Exercise aim: Print out each record, keeping it identical to the original.

Given records:
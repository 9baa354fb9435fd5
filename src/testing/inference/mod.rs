use crate::error::Result;
use crate::testing::{CorrelationResult, HypothesisTestResult, IntervalResult};
use rayon::iter::{IntoParallelRefIterator, ParallelIterator};
use serde::{Deserialize, Serialize};

pub mod correlation;

pub mod interval;

pub mod parametric;

pub use correlation::{CorrelationInput, correlation};
pub use interval::{IntervalInput, confidence_interval};
pub use parametric::{TTestInput, ZTestInput, t_test, z_test};

/// A calculator input that knows which computation it feeds.
pub trait Calculate {
    type Output;

    fn calculate(&self) -> Result<Self::Output>;
}

impl Calculate for TTestInput {
    type Output = HypothesisTestResult;

    fn calculate(&self) -> Result<Self::Output> {
        t_test(self)
    }
}

impl Calculate for ZTestInput {
    type Output = HypothesisTestResult;

    fn calculate(&self) -> Result<Self::Output> {
        z_test(self)
    }
}

impl Calculate for IntervalInput {
    type Output = IntervalResult;

    fn calculate(&self) -> Result<Self::Output> {
        confidence_interval(self)
    }
}

impl Calculate for CorrelationInput {
    type Output = CorrelationResult;

    fn calculate(&self) -> Result<Self::Output> {
        correlation(self)
    }
}

/// Any of the four calculator requests.
#[derive(Debug, Clone, PartialEq, Serialize, Deserialize)]
#[serde(tag = "kind", rename_all = "snake_case")]
pub enum Calculation {
    TTest(TTestInput),
    ZTest(ZTestInput),
    ConfidenceInterval(IntervalInput),
    Correlation(CorrelationInput),
}

/// The result matching a [`Calculation`].
#[derive(Debug, Clone, PartialEq, Serialize, Deserialize)]
#[serde(tag = "kind", rename_all = "snake_case")]
pub enum Outcome {
    TTest(HypothesisTestResult),
    ZTest(HypothesisTestResult),
    ConfidenceInterval(IntervalResult),
    Correlation(CorrelationResult),
}

impl Calculation {
    /// Dispatch to the matching calculator.
    pub fn run(&self) -> Result<Outcome> {
        match self {
            Calculation::TTest(input) => input.calculate().map(Outcome::TTest),
            Calculation::ZTest(input) => input.calculate().map(Outcome::ZTest),
            Calculation::ConfidenceInterval(input) => {
                input.calculate().map(Outcome::ConfidenceInterval)
            }
            Calculation::Correlation(input) => input.calculate().map(Outcome::Correlation),
        }
    }
}

/// Run many calculations in parallel. Results come back in input order.
///
/// Every calculator is a pure function of its input, so no coordination is needed.
pub fn run_batch(calculations: &[Calculation]) -> Vec<Result<Outcome>> {
    calculations.par_iter().map(Calculation::run).collect()
}

#[cfg(test)]
mod tests {
    use super::*;
    use crate::error::StatError;
    use crate::testing::ConfidenceLevel;

    fn sample_requests() -> Vec<Calculation> {
        vec![
            Calculation::TTest(TTestInput {
                sample_mean: 105.0,
                population_mean: 100.0,
                sample_sd: 15.0,
                sample_size: 25,
                alpha: 0.05,
            }),
            Calculation::ConfidenceInterval(IntervalInput {
                mean: 50.0,
                sd: 10.0,
                sample_size: 36,
                level: ConfidenceLevel::NinetyFive,
            }),
            Calculation::ZTest(ZTestInput {
                sample_mean: 102.0,
                population_mean: 100.0,
                population_sd: 0.0,
                sample_size: 36,
                alpha: 0.05,
            }),
            Calculation::Correlation(CorrelationInput::new(
                vec![1.0, 2.0, 3.0],
                vec![2.0, 4.0, 6.0],
            )),
        ]
    }

    #[test]
    fn run_dispatches_by_kind() {
        let requests = sample_requests();
        assert!(matches!(requests[0].run(), Ok(Outcome::TTest(_))));
        assert!(matches!(requests[1].run(), Ok(Outcome::ConfidenceInterval(_))));
        assert!(matches!(
            requests[2].run(),
            Err(StatError::NonPositiveDeviation { .. })
        ));
        assert!(matches!(requests[3].run(), Ok(Outcome::Correlation(_))));
    }

    #[test]
    fn batch_matches_sequential() {
        let requests = sample_requests();
        let sequential: Vec<_> = requests.iter().map(Calculation::run).collect();
        assert_eq!(run_batch(&requests), sequential);
    }

    #[test]
    fn every_calculator_is_repeatable() {
        let t = TTestInput {
            sample_mean: 105.0,
            population_mean: 100.0,
            sample_sd: 15.0,
            sample_size: 25,
            alpha: 0.05,
        };
        assert_eq!(t_test(&t), t_test(&t));

        let z = ZTestInput {
            sample_mean: 102.0,
            population_mean: 100.0,
            population_sd: 15.0,
            sample_size: 36,
            alpha: 0.05,
        };
        assert_eq!(z_test(&z), z_test(&z));

        for sample_size in [36, 10] {
            let interval = IntervalInput {
                mean: 50.0,
                sd: 10.0,
                sample_size,
                level: ConfidenceLevel::NinetyFive,
            };
            assert_eq!(confidence_interval(&interval), confidence_interval(&interval));
        }

        let pairs = CorrelationInput::new(
            vec![1.0, f64::NAN, 2.0, 4.0, 5.0],
            vec![2.0, 1.0, 4.0, 3.0],
        );
        let first = correlation(&pairs);
        assert!(first.is_ok());
        assert_eq!(first, correlation(&pairs));
        // the input is left untouched by filtering
        assert_eq!(pairs.x.len(), 5);
    }

    #[test]
    fn trait_matches_free_function() {
        let input = CorrelationInput::new(vec![1.0, 2.0, 4.0], vec![1.0, 3.0, 2.0]);
        assert_eq!(input.calculate(), correlation(&input));
    }
}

Reply:
repository 9baa354fb9435fd5
filename src/testing/inference/mod.rs
use crate::error::Result;
use crate::testing::{CorrelationResult, HypothesisTestResult, IntervalResult};
use rayon::iter::{IntoParallelRefIterator, ParallelIterator};
use serde::{Deserialize, Serialize};

pub mod correlation;

pub mod interval;

pub mod parametric;

pub use correlation::{CorrelationInput, correlation};
pub use interval::{IntervalInput, confidence_interval};
pub use parametric::{TTestInput, ZTestInput, t_test, z_test};

/// A calculator input that knows which computation it feeds.
pub trait Calculate {
    type Output;

    fn calculate(&self) -> Result<Self::Output>;
}

impl Calculate for TTestInput {
    type Output = HypothesisTestResult;

    fn calculate(&self) -> Result<Self::Output> {
        t_test(self)
    }
}

impl Calculate for ZTestInput {
    type Output = HypothesisTestResult;

    fn calculate(&self) -> Result<Self::Output> {
        z_test(self)
    }
}

impl Calculate for IntervalInput {
    type Output = IntervalResult;

    fn calculate(&self) -> Result<Self::Output> {
        confidence_interval(self)
    }
}

impl Calculate for CorrelationInput {
    type Output = CorrelationResult;

    fn calculate(&self) -> Result<Self::Output> {
        correlation(self)
    }
}

/// Any of the four calculator requests.
#[derive(Debug, Clone, PartialEq, Serialize, Deserialize)]
#[serde(tag = "kind", rename_all = "snake_case")]
pub enum Calculation {
    TTest(TTestInput),
    ZTest(ZTestInput),
    ConfidenceInterval(IntervalInput),
    Correlation(CorrelationInput),
}

/// The result matching a [`Calculation`].
#[derive(Debug, Clone, PartialEq, Serialize, Deserialize)]
#[serde(tag = "kind", rename_all = "snake_case")]
pub enum Outcome {
    TTest(HypothesisTestResult),
    ZTest(HypothesisTestResult),
    ConfidenceInterval(IntervalResult),
    Correlation(CorrelationResult),
}

impl Calculation {
    /// Dispatch to the matching calculator.
    pub fn run(&self) -> Result<Outcome> {
        match self {
            Calculation::TTest(input) => input.calculate().map(Outcome::TTest),
            Calculation::ZTest(input) => input.calculate().map(Outcome::ZTest),
            Calculation::ConfidenceInterval(input) => {
                input.calculate().map(Outcome::ConfidenceInterval)
            }
            Calculation::Correlation(input) => input.calculate().map(Outcome::Correlation),
        }
    }
}

/// Run many calculations in parallel. Results come back in input order.
///
/// Every calculator is a pure function of its input, so no coordination is needed.
pub fn run_batch(calculations: &[Calculation]) -> Vec<Result<Outcome>> {
    calculations.par_iter().map(Calculation::run).collect()
}

#[cfg(test)]
mod tests {
    use super::*;
    use crate::error::StatError;
    use crate::testing::ConfidenceLevel;

    fn sample_requests() -> Vec<Calculation> {
        vec![
            Calculation::TTest(TTestInput {
                sample_mean: 105.0,
                population_mean: 100.0,
                sample_sd: 15.0,
                sample_size: 25,
                alpha: 0.05,
            }),
            Calculation::ConfidenceInterval(IntervalInput {
                mean: 50.0,
                sd: 10.0,
                sample_size: 36,
                level: ConfidenceLevel::NinetyFive,
            }),
            Calculation::ZTest(ZTestInput {
                sample_mean: 102.0,
                population_mean: 100.0,
                population_sd: 0.0,
                sample_size: 36,
                alpha: 0.05,
            }),
            Calculation::Correlation(CorrelationInput::new(
                vec![1.0, 2.0, 3.0],
                vec![2.0, 4.0, 6.0],
            )),
        ]
    }

    #[test]
    fn run_dispatches_by_kind() {
        let requests = sample_requests();
        assert!(matches!(requests[0].run(), Ok(Outcome::TTest(_))));
        assert!(matches!(requests[1].run(), Ok(Outcome::ConfidenceInterval(_))));
        assert!(matches!(
            requests[2].run(),
            Err(StatError::NonPositiveDeviation { .. })
        ));
        assert!(matches!(requests[3].run(), Ok(Outcome::Correlation(_))));
    }

    #[test]
    fn batch_matches_sequential() {
        let requests = sample_requests();
        let sequential: Vec<_> = requests.iter().map(Calculation::run).collect();
        assert_eq!(run_batch(&requests), sequential);
    }

    #[test]
    fn every_calculator_is_repeatable() {
        let t = TTestInput {
            sample_mean: 105.0,
            population_mean: 100.0,
            sample_sd: 15.0,
            sample_size: 25,
            alpha: 0.05,
        };
        assert_eq!(t_test(&t), t_test(&t));

        let z = ZTestInput {
            sample_mean: 102.0,
            population_mean: 100.0,
            population_sd: 15.0,
            sample_size: 36,
            alpha: 0.05,
        };
        assert_eq!(z_test(&z), z_test(&z));

        for sample_size in [36, 10] {
            let interval = IntervalInput {
                mean: 50.0,
                sd: 10.0,
                sample_size,
                level: ConfidenceLevel::NinetyFive,
            };
            assert_eq!(confidence_interval(&interval), confidence_interval(&interval));
        }

        let pairs = CorrelationInput::new(
            vec![1.0, f64::NAN, 2.0, 4.0, 5.0],
            vec![2.0, 1.0, 4.0, 3.0],
        );
        let first = correlation(&pairs);
        assert!(first.is_ok());
        assert_eq!(first, correlation(&pairs));
        // the input is left untouched by filtering
        assert_eq!(pairs.x.len(), 5);
    }

    #[test]
    fn trait_matches_free_function() {
        let input = CorrelationInput::new(vec![1.0, 2.0, 4.0], vec![1.0, 3.0, 2.0]);
        assert_eq!(input.calculate(), correlation(&input));
    }
}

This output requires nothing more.